Name the pair of adjacent angles.

1. Recall the definition of adjacent angles.

Adjacent angles are two angles that are side by side and share a common vertex and a common side.

2Determine which angles are adjacent and name them.

Angle SHG and angle GHV are adjacent angles.

Example 2: identify adjacent angles

Name the acute angle that is adjacent to angle QPE .

Example 3: identify multiple pairs of adjacent angles

Name 2 pairs of adjacent angles.

Example 4: identify adjacent angles in real world objects

Find two pairs of adjacent angles in the pizza.

How to find a missing angle measure within adjacent angles

In order to find a missing angle measure within adjacent angles:

1. Recall the definition of adjacent angles.
2. Determine which angles are adjacent and name them.
3. Subtract the known angle measure from the total angle measure of the adjacent angles.
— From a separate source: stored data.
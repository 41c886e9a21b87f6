//! API routes

use axum::{
    http::HeaderValue,
    routing::{get, post},
    Router,
};
use outreach_common::config::ApiConfig;
use std::sync::Arc;
use tower::ServiceBuilder;
use tower_http::cors::{AllowOrigin, Any, CorsLayer};
use tower_http::trace::TraceLayer;
use tracing::warn;

use crate::handlers::{campaigns, conversations, health, messages, metrics, send, signals};
use crate::state::AppState;

/// Create the API router
pub fn create_router(state: AppState, config: &ApiConfig) -> Router {
    let state = Arc::new(state);

    // Health check routes
    let health_routes = Router::new()
        .route("/", get(health::health))
        .route("/live", get(health::liveness))
        .route("/ready", get(health::readiness))
        .with_state(state.clone());

    // Campaign routes
    let campaign_routes = Router::new()
        .route("/", get(campaigns::list_campaigns))
        .route("/", post(campaigns::create_campaign))
        .route("/:campaign_id", get(campaigns::get_campaign))
        .route("/:campaign_id/start", post(campaigns::start_campaign))
        .route("/:campaign_id/pause", post(campaigns::pause_campaign))
        .route("/:campaign_id/progress", get(campaigns::get_campaign_progress))
        .route("/:campaign_id/contacts", post(campaigns::upload_contacts));

    let tenant_routes = Router::new()
        .route("/send", post(send::send))
        .route("/messages", get(messages::list_messages))
        .route("/signals", post(signals::receive_signal))
        .route("/conversations/exists", get(conversations::conversation_exists))
        .nest("/campaigns", campaign_routes);

    let api_v1 = Router::new()
        .nest("/tenants/:tenant_id", tenant_routes)
        .with_state(state.clone());

    Router::new()
        .nest("/health", health_routes)
        .route("/metrics", get(metrics::metrics))
        .with_state(state)
        .nest("/api/v1", api_v1)
        .layer(
            ServiceBuilder::new()
                .layer(TraceLayer::new_for_http())
                .layer(cors_layer(&config.cors_origins)),
        )
}

/// No configured origins means no cross-origin access; `*` allows any
fn cors_layer(origins: &[String]) -> CorsLayer {
    let layer = CorsLayer::new().allow_methods(Any).allow_headers(Any);
    if origins.iter().any(|o| o == "*") {
        return layer.allow_origin(Any);
    }

    let allowed: Vec<HeaderValue> = origins
        .iter()
        .filter_map(|o| match o.parse::<HeaderValue>() {
            Ok(value) => Some(value),
            Err(_) => {
                warn!("Ignoring invalid CORS origin: {}", o);
                None
            }
        })
        .collect();
    layer.allow_origin(AllowOrigin::list(allowed))
}

#[cfg(test)]
mod tests {
    use super::*;
    use crate::handlers::campaigns::{CampaignListResponse, CampaignResponse};
    use crate::handlers::conversations::ExistsResponse;
    use crate::handlers::messages::MessageListResponse;
    use crate::handlers::send::SendResponse;
    use crate::handlers::signals::SignalResponse;
    use crate::ErrorResponse;
    use axum::http::StatusCode;
    use axum_test::TestServer;
    use chrono::Utc;
    use outreach_common::config::{ChannelSettings, Config};
    use outreach_core::{Backends, IngestReceipt, Metrics, Services};
    use outreach_storage::memory::MemoryStore;
    use outreach_storage::models::{CampaignProgress, SendSetting};
    use pretty_assertions::assert_eq;
    use serde_json::json;
    use uuid::Uuid;

    struct TestApp {
        server: TestServer,
        setting: SendSetting,
    }

    impl TestApp {
        fn tenant_path(&self, path: &str) -> String {
            format!("/api/v1/tenants/{}{}", self.setting.tenant_id, path)
        }
    }

    fn setting(tenant_id: Uuid) -> SendSetting {
        SendSetting {
            id: Uuid::new_v4(),
            tenant_id,
            name: "reminders".to_string(),
            channel_token: "main".to_string(),
            api_token: Uuid::new_v4().simple().to_string(),
            enabled: true,
            callback_url: None,
            expiration_value: None,
            expiration_unit: None,
            suspend_value: None,
            suspend_unit: None,
            send_message_to_open_conversation: false,
            objective: None,
            action: None,
            template_id: None,
            team_id: None,
            tags: json!([]),
            created_at: Utc::now(),
            updated_at: Utc::now(),
        }
    }

    async fn app_with(configure: impl FnOnce(&mut Config)) -> TestApp {
        let mut config = Config::default();
        config.gateway.channels.insert(
            "main".to_string(),
            ChannelSettings {
                enabled: true,
                workspace_id: "ws-1".to_string(),
                channel_id: "chan-1".to_string(),
                bot_id: Some("bot-1".to_string()),
                session_window_hours: Some(24),
            },
        );
        configure(&mut config);

        let store = Arc::new(MemoryStore::new());
        let setting = setting(Uuid::new_v4());
        store.insert_send_setting(setting.clone()).await;

        let metrics = Arc::new(Metrics::new().unwrap());
        let services = Services::build(
            Backends::in_memory(store, &config, metrics.clone()),
            metrics,
            &config,
        )
        .unwrap();

        let router = create_router(AppState::new(Arc::new(services), None), &config.api);
        TestApp {
            server: TestServer::new(router).unwrap(),
            setting,
        }
    }

    async fn app() -> TestApp {
        app_with(|_| {}).await
    }

    #[tokio::test]
    async fn test_health_checks() {
        let app = app().await;

        app.server.get("/health").await.assert_status_ok();
        app.server.get("/health/live").await.assert_status_ok();
        app.server.get("/health/ready").await.assert_status_ok();
    }

    #[tokio::test]
    async fn test_metrics_exposition() {
        let app = app().await;

        let response = app.server.get("/metrics").await;
        response.assert_status_ok();
        assert!(response.text().contains("outreach_rate_limited_total"));
    }

    #[tokio::test]
    async fn test_send_is_accepted() {
        let app = app().await;

        let response = app
            .server
            .post(&app.tenant_path("/send"))
            .json(&json!({
                "api_token": app.setting.api_token,
                "phone": "+55 11 98765-4321",
                "text": "hello",
                "external_id": "order-1"
            }))
            .await;

        response.assert_status(StatusCode::ACCEPTED);
        let body: SendResponse = response.json();
        assert_eq!(body.external_id, "order-1");
        assert_eq!(body.status, "queued");
    }

    #[tokio::test]
    async fn test_repeated_external_id_is_in_flight() {
        let app = app().await;
        let body = json!({
            "api_token": app.setting.api_token,
            "phone": "5511987654321",
            "text": "hello",
            "external_id": "order-2"
        });

        app.server
            .post(&app.tenant_path("/send"))
            .json(&body)
            .await
            .assert_status(StatusCode::ACCEPTED);
        let response = app.server.post(&app.tenant_path("/send")).json(&body).await;

        response.assert_status(StatusCode::ACCEPTED);
        let body: SendResponse = response.json();
        assert_eq!(body.status, "in_flight");
        assert!(body.attempt_id.is_none());
    }

    #[tokio::test]
    async fn test_signals() {
        let app = app().await;

        let response = app
            .server
            .post(&app.tenant_path("/signals"))
            .json(&json!({
                "kind": "received",
                "phone": "5511987654321",
                "channel_id": "chan-1"
            }))
            .await;
        response.assert_status_ok();
        let body: SignalResponse = response.json();
        assert_eq!(body.applied, 0);

        app.server
            .post(&app.tenant_path("/signals"))
            .json(&json!({
                "kind": "status",
                "conversation_id": "conv-1",
                "code": -99
            }))
            .await
            .assert_status(StatusCode::UNPROCESSABLE_ENTITY);

        app.server
            .post(&app.tenant_path("/signals"))
            .json(&json!({
                "kind": "read",
                "phone": "12",
                "channel_id": "chan-1"
            }))
            .await
            .assert_status(StatusCode::UNPROCESSABLE_ENTITY);
    }

    #[tokio::test]
    async fn test_send_with_foreign_token_is_not_found() {
        let app = app().await;

        let response = app
            .server
            .post(&format!("/api/v1/tenants/{}/send", Uuid::new_v4()))
            .json(&json!({
                "api_token": app.setting.api_token,
                "phone": "5511987654321",
                "text": "hello"
            }))
            .await;

        response.assert_status(StatusCode::NOT_FOUND);
        let body: ErrorResponse = response.json();
        assert_eq!(body.error, "NOT_FOUND");
    }

    #[tokio::test]
    async fn test_send_over_rate_limit() {
        let app = app_with(|c| c.rate_limit.max_per_window = 1).await;
        let body = json!({
            "api_token": app.setting.api_token,
            "phone": "5511987654321",
            "text": "hello"
        });

        app.server
            .post(&app.tenant_path("/send"))
            .json(&body)
            .await
            .assert_status(StatusCode::ACCEPTED);
        app.server
            .post(&app.tenant_path("/send"))
            .json(&body)
            .await
            .assert_status(StatusCode::TOO_MANY_REQUESTS);
    }

    #[tokio::test]
    async fn test_send_with_bad_phone() {
        let app = app().await;

        let response = app
            .server
            .post(&app.tenant_path("/send"))
            .json(&json!({
                "api_token": app.setting.api_token,
                "phone": "123",
                "text": "hello"
            }))
            .await;

        response.assert_status(StatusCode::UNPROCESSABLE_ENTITY);
    }

    #[tokio::test]
    async fn test_list_messages_empty() {
        let app = app().await;

        let response = app
            .server
            .get(&app.tenant_path("/messages"))
            .add_query_param("api_token", &app.setting.api_token)
            .await;

        response.assert_status_ok();
        let body: MessageListResponse = response.json();
        assert!(body.data.is_empty());
    }

    #[tokio::test]
    async fn test_list_messages_with_unknown_token() {
        let app = app().await;

        app.server
            .get(&app.tenant_path("/messages"))
            .add_query_param("api_token", "nope")
            .await
            .assert_status(StatusCode::NOT_FOUND);
    }

    #[tokio::test]
    async fn test_conversation_exists() {
        let app = app().await;

        let response = app
            .server
            .get(&app.tenant_path("/conversations/exists"))
            .add_query_param("phone", "5511987654321")
            .await;

        response.assert_status_ok();
        let body: ExistsResponse = response.json();
        assert!(!body.exists);

        app.server
            .get(&app.tenant_path("/conversations/exists"))
            .add_query_param("phone", "12")
            .await
            .assert_status(StatusCode::UNPROCESSABLE_ENTITY);
    }

    async fn create_campaign(app: &TestApp) -> CampaignResponse {
        let response = app
            .server
            .post(&app.tenant_path("/campaigns"))
            .json(&json!({
                "name": "Black friday",
                "send_setting_id": app.setting.id,
                "template_id": "promo",
                "send_interval_secs": 0,
                "attributes": [{ "name": "first_name", "label": "First name" }]
            }))
            .await;
        response.assert_status(StatusCode::CREATED);
        response.json()
    }

    #[tokio::test]
    async fn test_campaign_lifecycle() {
        let app = app().await;
        let campaign = create_campaign(&app).await;
        assert_eq!(campaign.status, "draft");

        let fetched: CampaignResponse = app
            .server
            .get(&app.tenant_path(&format!("/campaigns/{}", campaign.id)))
            .await
            .json();
        assert_eq!(fetched.id, campaign.id);

        let listed: CampaignListResponse = app
            .server
            .get(&app.tenant_path("/campaigns"))
            .add_query_param("status", "draft")
            .await
            .json();
        assert_eq!(listed.data.len(), 1);

        let later = Utc::now() + chrono::Duration::hours(1);
        let response = app
            .server
            .post(&app.tenant_path(&format!("/campaigns/{}/start", campaign.id)))
            .json(&json!({ "scheduled_at": later }))
            .await;
        response.assert_status(StatusCode::ACCEPTED);
        let scheduled: CampaignResponse = response.json();
        assert_eq!(scheduled.status, "awaiting_send");

        let paused: CampaignResponse = app
            .server
            .post(&app.tenant_path(&format!("/campaigns/{}/pause", campaign.id)))
            .await
            .json();
        assert_eq!(paused.status, "paused");
    }

    #[tokio::test]
    async fn test_unknown_campaign() {
        let app = app().await;

        let response = app
            .server
            .get(&app.tenant_path(&format!("/campaigns/{}", Uuid::new_v4())))
            .await;
        response.assert_status(StatusCode::NOT_FOUND);
        let body: ErrorResponse = response.json();
        assert_eq!(body.error, "CAMPAIGN_NOT_FOUND");
    }

    #[tokio::test]
    async fn test_upload_contacts_reports_progress() {
        let app = app().await;
        let campaign = create_campaign(&app).await;

        let response = app
            .server
            .post(&app.tenant_path(&format!("/campaigns/{}/contacts", campaign.id)))
            .json(&json!({
                "contacts": [
                    { "phone": "5511987654321", "name": "Ana",
                      "attributes": [{ "name": "first_name", "value": "Ana" }] },
                    { "phone": "5511987650000", "name": "Bia",
                      "attributes": [{ "name": "first_name", "value": "Bia" }] },
                    { "phone": "x", "name": "broken" }
                ]
            }))
            .await;
        response.assert_status(StatusCode::ACCEPTED);
        let receipt: IngestReceipt = response.json();
        assert_eq!(receipt.queued, 2);
        assert_eq!(receipt.rejected, 1);

        let mut progress = CampaignProgress::default();
        for _ in 0..50 {
            progress = app
                .server
                .get(&app.tenant_path(&format!("/campaigns/{}/progress", campaign.id)))
                .await
                .json();
            if progress.finished {
                break;
            }
            tokio::time::sleep(std::time::Duration::from_millis(10)).await;
        }
        assert!(progress.finished);
        assert_eq!(progress.processing_total, 2);
        assert_eq!(progress.processed_total, 2);
    }
}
Example 5: find the missing angle measure.

The total angle measure of the adjacent angles is 130^{\circ} . What is the measure of angle XBK?

Example 6: find the missing angle measure in a linear pair of angles.

A linear pair of angles is a pair of adjacent angles that add up to 180^{\circ} . They are also supplementary angles.

What is the measure of angle JUP?

Teaching tips for adjacent angles

• Providing real-life examples of adjacent angles (either hands-on or on worksheets) to make the concept more relatable and tangible for students. For instance, you can use classroom objects, such as books or desks.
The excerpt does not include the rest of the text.